The game of enabling more debt by lowering interest rates and
loosening lending standards is coming to an end.
If we define Christmas as consumer spending going up while
earnings are going down, 2015 will be the last Christmas in America for a long
time to come. In broad brush, Christmas (along with all other consumer
spending) has been funded by financialization, i.e. debt and leverage,
not by increased earnings.
The primary financial trick that's propped up the
"recovery" for seven years is piling more debt on stagnating incomes. How
does this magic work?
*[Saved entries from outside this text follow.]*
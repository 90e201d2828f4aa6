#![warn(missing_docs)]
#![warn(rustdoc::missing_crate_level_docs)]
#![warn(rustdoc::invalid_rust_codeblocks)]

//! # Voxel Terrain
//!
//! A chunked voxel terrain generator and mesher.
//!
//! The world is split into 16x32x16 block chunks. Each chunk is filled from
//! seeded simplex noise (a height map, depth layers, ore veins and caves) and
//! turned into one vertex-coloured triangle mesh with per-face ambient
//! occlusion. Meshes are handed to a [`Scene`](engine_state::rendering::Scene),
//! the interface an external renderer implements.
//!
//! ## Key Modules
//!
//! * `application_state` - Configuration, input and the headless frame loop
//! * `core` - Shared resource handles
//! * `engine_state` - Camera, world, terrain generation and meshing
//!
//! ## Usage
//!
//! ```rust
//! use voxel_terrain::engine_state::rendering::HeadlessScene;
//! use voxel_terrain::engine_state::voxels::{block::BlockType, world::{World, WorldConfig}};
//!
//! let mut world = World::new(WorldConfig::default(), HeadlessScene::new());
//! world.generate_initial_chunks(1);
//! world.set_block(0, 31, 0, BlockType::Stone);
//! assert_eq!(world.get_block(0, 31, 0), BlockType::Stone);
//! ```

use std::path::PathBuf;

use log::{error, info};

pub mod application_state;
pub mod core;
pub mod engine_state;

use application_state::{
    config::{ConfigError, EngineConfig},
    ApplicationState, RunSummary,
};

/// Overrides applied on top of the loaded configuration.
#[derive(Debug, Clone, Default)]
pub struct RunOptions {
    /// JSON config file to load; defaults are used without one
    pub config: Option<PathBuf>,
    /// World seed
    pub seed: Option<u64>,
    /// Chunk generation radius
    pub radius: Option<i32>,
    /// Frames to simulate
    pub frames: Option<u32>,
}

impl RunOptions {
    /// Loads the config file, if any, and applies the overrides.
    pub fn resolve(&self) -> Result<EngineConfig, ConfigError> {
        let mut config = match &self.config {
            Some(path) => EngineConfig::load(path)?,
            None => EngineConfig::default(),
        };
        if let Some(seed) = self.seed {
            config.world.seed = seed;
        }
        if let Some(radius) = self.radius {
            config.world.initial_radius = radius;
        }
        if let Some(frames) = self.frames {
            config.frames = frames;
        }
        Ok(config)
    }
}

/// Initialises logging, builds the engine and runs the headless frame loop.
pub fn run(options: RunOptions) -> Result<RunSummary, ConfigError> {
    let mut log_builder = env_logger::Builder::new();
    log_builder
        .target(env_logger::Target::Stdout)
        .parse_env("RUST_LOG")
        .init();

    info!("Logger initialized");

    let config = options.resolve().inspect_err(|e| error!("{e}"))?;
    info!(
        "Seed {}, radius {}, {} frames",
        config.world.seed, config.world.initial_radius, config.frames
    );

    let mut state = ApplicationState::new(config);
    let summary = state.run();
    info!(
        "Finished: {} chunks and {} triangles in the last frame",
        summary.last_frame.chunks, summary.last_frame.triangles
    );
    Ok(summary)
}

#[cfg(test)]
mod tests {
    use super::*;

    #[test]
    fn overrides_replace_config_values() {
        let options = RunOptions {
            seed: Some(9),
            radius: Some(4),
            frames: Some(1),
            ..RunOptions::default()
        };
        let config = options.resolve().expect("defaults resolve");
        assert_eq!(config.world.seed, 9);
        assert_eq!(config.world.initial_radius, 4);
        assert_eq!(config.frames, 1);
    }

    #[test]
    fn missing_config_file_fails() {
        let options = RunOptions {
            config: Some(PathBuf::from("/nonexistent/config.json")),
            ..RunOptions::default()
        };
        assert!(matches!(options.resolve(), Err(ConfigError::Io { .. })));
    }
}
Lower interest rates.
In a healthy economy, households earn more money (after adjusting
for inflation, a.k.a. loss of purchasing power), and the increased earnings
enable households to save, spend and borrow more.
In an unhealthy, doomed-to-implode economy, earnings are
declining, and central banks enable more borrowing by lowering interest rates
to zero and loosening lending standards so anyone who can fog a mirror can buy
a new pickup truck with a subprime auto loan.
The problem with financialization is that it eventually runs out
of oxygen. As earnings decline, eventually there's no more income to support
more debt. And once debt stops expanding, the economy doesn't just stagnate, it
implodes, because the entire ramshackle con game of financialization requires a
steady increase in debt and leverage to keep from crashing.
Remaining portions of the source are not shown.